(RECORDS TO USE begins)

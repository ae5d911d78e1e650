use crate::extract_extras::urlset;
use serde_json::json;
use sitemap_urls::{
    ExtractionError, Extractor, Transport, UrlList,
    config::ExtractorConfig,
    extract::{DirectExtractor, RelayExtractor, ServiceExtractor},
    validate_source,
};
use spectral::assert_that;
use url::Url;
use wiremock::matchers::{body_json, method, path, query_param};
use wiremock::{Mock, MockServer, ResponseTemplate};

mod extract_extras;

fn endpoint(server: &MockServer, route: &str) -> Url {
    Url::parse(&format!("{}{route}", server.uri())).expect("mock server url")
}

#[tokio::test]
async fn direct_extracts_locations_in_document_order() {
    let server = MockServer::start().await;
    let body = urlset(&[
        "",
        "https://a.com/",
        "https://a.com/about",
        "https://a.com/contact",
    ]);
    Mock::given(method("GET"))
        .and(path("/sitemap.xml"))
        .respond_with(ResponseTemplate::new(200).set_body_string(body))
        .expect(1)
        .mount(&server)
        .await;

    let extractor = DirectExtractor::new(reqwest::Client::new());
    let list = extractor
        .extract(&endpoint(&server, "/sitemap.xml"))
        .await
        .expect("Expected successful extraction.");

    assert_that(&list.urls().to_vec()).is_equal_to(vec![
        "https://a.com/".to_owned(),
        "https://a.com/about".to_owned(),
        "https://a.com/contact".to_owned(),
    ]);
    assert_that(&list.count()).is_equal_to(3_usize);
}

#[tokio::test]
async fn direct_keeps_location_text_as_written() {
    let server = MockServer::start().await;
    let body = urlset(&["https://a.com", "  /about\n", "not a url", "https://a.com/café"]);
    Mock::given(method("GET"))
        .and(path("/sitemap.xml"))
        .respond_with(ResponseTemplate::new(200).set_body_string(body))
        .expect(1)
        .mount(&server)
        .await;

    let extractor = DirectExtractor::new(reqwest::Client::new());
    let list = extractor
        .extract(&endpoint(&server, "/sitemap.xml"))
        .await
        .expect("Expected successful extraction.");

    assert_that(&list.urls().to_vec()).is_equal_to(vec![
        "https://a.com".to_owned(),
        "/about".to_owned(),
        "not a url".to_owned(),
        "https://a.com/café".to_owned(),
    ]);
    assert_that(&list.count()).is_equal_to(4_usize);
}

#[tokio::test]
async fn direct_lists_sitemap_index_entries_without_following_them() {
    let server = MockServer::start().await;
    let body = r#"<?xml version="1.0" encoding="UTF-8"?>
<sitemapindex xmlns="http://www.sitemaps.org/schemas/sitemap/0.9">
  <sitemap><loc>https://a.com/posts.xml</loc></sitemap>
  <sitemap><loc>https://a.com/pages.xml</loc></sitemap>
</sitemapindex>"#;
    Mock::given(method("GET"))
        .and(path("/sitemap.xml"))
        .respond_with(ResponseTemplate::new(200).set_body_string(body))
        .expect(1)
        .mount(&server)
        .await;

    let extractor = DirectExtractor::new(reqwest::Client::new());
    let list = extractor
        .extract(&endpoint(&server, "/sitemap.xml"))
        .await
        .expect("Expected successful extraction.");

    assert_that(&list.urls().to_vec()).is_equal_to(vec![
        "https://a.com/posts.xml".to_owned(),
        "https://a.com/pages.xml".to_owned(),
    ]);
}

#[tokio::test]
async fn direct_reports_empty_result_for_sitemap_without_locations() {
    let server = MockServer::start().await;
    Mock::given(method("GET"))
        .respond_with(ResponseTemplate::new(200).set_body_string(urlset(&["", ""])))
        .mount(&server)
        .await;

    let extractor = DirectExtractor::new(reqwest::Client::new());
    let result = extractor.extract(&endpoint(&server, "/sitemap.xml")).await;

    assert_that(&result.err()).is_equal_to(Some(ExtractionError::EmptyResult));
}

#[tokio::test]
async fn direct_reports_fetch_error_for_non_success_status() {
    let server = MockServer::start().await;
    Mock::given(method("GET"))
        .respond_with(ResponseTemplate::new(404))
        .expect(1)
        .mount(&server)
        .await;

    let extractor = DirectExtractor::new(reqwest::Client::new());
    let result = extractor.extract(&endpoint(&server, "/sitemap.xml")).await;

    assert_that(&matches!(result, Err(ExtractionError::Fetch(_)))).is_equal_to(true);
}

#[tokio::test]
async fn direct_reports_fetch_error_for_truncated_xml() {
    let server = MockServer::start().await;
    Mock::given(method("GET"))
        .respond_with(
            ResponseTemplate::new(200)
                .set_body_string("<urlset><url><loc>https://a.com/</loc></url><url><loc>"),
        )
        .mount(&server)
        .await;

    let extractor = DirectExtractor::new(reqwest::Client::new());
    let result = extractor.extract(&endpoint(&server, "/sitemap.xml")).await;

    assert_that(&matches!(result, Err(ExtractionError::Fetch(_)))).is_equal_to(true);
}

#[tokio::test]
async fn relay_unwraps_contents_envelope() {
    let server = MockServer::start().await;
    Mock::given(method("GET"))
        .and(path("/get"))
        .and(query_param("url", "https://a.com/sitemap.xml"))
        .respond_with(ResponseTemplate::new(200).set_body_json(json!({
            "contents": urlset(&["https://a.com/", "https://a.com/blog"]),
            "status": { "http_code": 200 }
        })))
        .expect(1)
        .mount(&server)
        .await;

    let extractor = RelayExtractor::new(reqwest::Client::new(), endpoint(&server, "/get"));
    let sitemap_url = Url::parse("https://a.com/sitemap.xml").expect("valid url");
    let list = extractor
        .extract(&sitemap_url)
        .await
        .expect("Expected successful extraction.");

    assert_that(&list).is_equal_to(UrlList::new(["https://a.com/", "https://a.com/blog"]));
}

#[tokio::test]
async fn relay_without_contents_is_a_fetch_error() {
    let server = MockServer::start().await;
    Mock::given(method("GET"))
        .respond_with(ResponseTemplate::new(200).set_body_json(json!({ "contents": null })))
        .mount(&server)
        .await;

    let extractor = RelayExtractor::new(reqwest::Client::new(), endpoint(&server, "/get"));
    let sitemap_url = Url::parse("https://a.com/sitemap.xml").expect("valid url");
    let result = extractor.extract(&sitemap_url).await;

    assert_that(&matches!(result, Err(ExtractionError::Fetch(_)))).is_equal_to(true);
}

#[tokio::test]
async fn service_posts_url_and_returns_its_list() {
    let server = MockServer::start().await;
    Mock::given(method("POST"))
        .and(path("/extract"))
        .and(body_json(json!({ "url": "https://a.com/sitemap.xml" })))
        .respond_with(ResponseTemplate::new(200).set_body_json(json!({
            "success": true,
            "urls": ["https://a.com/", "", "https://a.com/pricing"],
            "count": 3
        })))
        .expect(1)
        .mount(&server)
        .await;

    let extractor = ServiceExtractor::new(reqwest::Client::new(), endpoint(&server, "/extract"));
    let sitemap_url = Url::parse("https://a.com/sitemap.xml").expect("valid url");
    let list = extractor
        .extract(&sitemap_url)
        .await
        .expect("Expected successful extraction.");

    assert_that(&list.urls().to_vec()).is_equal_to(vec![
        "https://a.com/".to_owned(),
        "https://a.com/pricing".to_owned(),
    ]);
    assert_that(&list.count()).is_equal_to(2_usize);
}

#[tokio::test]
async fn service_failure_is_not_an_empty_result() {
    let server = MockServer::start().await;
    Mock::given(method("POST"))
        .respond_with(ResponseTemplate::new(200).set_body_json(json!({
            "success": false,
            "error": "upstream timed out"
        })))
        .mount(&server)
        .await;

    let extractor = ServiceExtractor::new(reqwest::Client::new(), endpoint(&server, "/extract"));
    let sitemap_url = Url::parse("https://a.com/sitemap.xml").expect("valid url");
    let result = extractor.extract(&sitemap_url).await;

    assert_that(&result.err()).is_equal_to(Some(ExtractionError::Fetch(
        "upstream timed out".to_owned(),
    )));
}

#[tokio::test]
async fn service_with_no_urls_is_an_empty_result() {
    let server = MockServer::start().await;
    Mock::given(method("POST"))
        .respond_with(ResponseTemplate::new(200).set_body_json(json!({
            "success": true,
            "urls": [],
            "count": 0
        })))
        .mount(&server)
        .await;

    let extractor = ServiceExtractor::new(reqwest::Client::new(), endpoint(&server, "/extract"));
    let sitemap_url = Url::parse("https://a.com/sitemap.xml").expect("valid url");
    let result = extractor.extract(&sitemap_url).await;

    assert_that(&result.err()).is_equal_to(Some(ExtractionError::EmptyResult));
}

#[test]
fn validate_source_rejects_blank_and_malformed_input() {
    assert_that(&validate_source("   ").err()).is_equal_to(Some(ExtractionError::Validation(
        "Please enter a sitemap URL".to_owned(),
    )));

    for input in [
        "example.com/sitemap.xml",
        "not a url",
        "mailto:me@a.com",
        "file:///tmp/sitemap.xml",
    ] {
        assert_that(&validate_source(input).err()).is_equal_to(Some(ExtractionError::Validation(
            "Please enter a valid URL".to_owned(),
        )));
    }
}

#[test]
fn validate_source_trims_input() {
    let url = validate_source("  https://a.com/sitemap.xml \n").expect("Expected a valid URL.");

    assert_that(&url.as_str()).is_equal_to("https://a.com/sitemap.xml");
}

#[test]
fn transport_parses_case_insensitively() {
    assert_that(&"SERVICE".parse::<Transport>().ok()).is_equal_to(Some(Transport::Service));
    assert_that(&"relay".parse::<Transport>().ok()).is_equal_to(Some(Transport::Relay));
    assert_that(&"ftp".parse::<Transport>().is_err()).is_equal_to(true);
}

#[test]
fn service_transport_requires_endpoint() {
    let config = ExtractorConfig::default().with_overrides(Some(Transport::Service), None);

    assert_that(&config.build().is_err()).is_equal_to(true);
}

#[test]
fn relay_transport_falls_back_to_default_endpoint() {
    let config = ExtractorConfig::default().with_overrides(Some(Transport::Relay), None);

    assert_that(&config.build().is_ok()).is_equal_to(true);
}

(RECORDS TO USE ends)

# [WORK INSTRUCTION]
Show the lines of the records that contain the word "async".

# [OUTPUT OF THE TASK]
async fn direct_extracts_locations_in_document_order() {
async fn direct_keeps_location_text_as_written() {
async fn direct_lists_sitemap_index_entries_without_following_them() {
async fn direct_reports_empty_result_for_sitemap_without_locations() {
async fn direct_reports_fetch_error_for_non_success_status() {
async fn direct_reports_fetch_error_for_truncated_xml() {
async fn relay_unwraps_contents_envelope() {
async fn relay_without_contents_is_a_fetch_error() {
async fn service_posts_url_and_returns_its_list() {
async fn service_failure_is_not_an_empty_result() {
async fn service_with_no_urls_is_an_empty_result() {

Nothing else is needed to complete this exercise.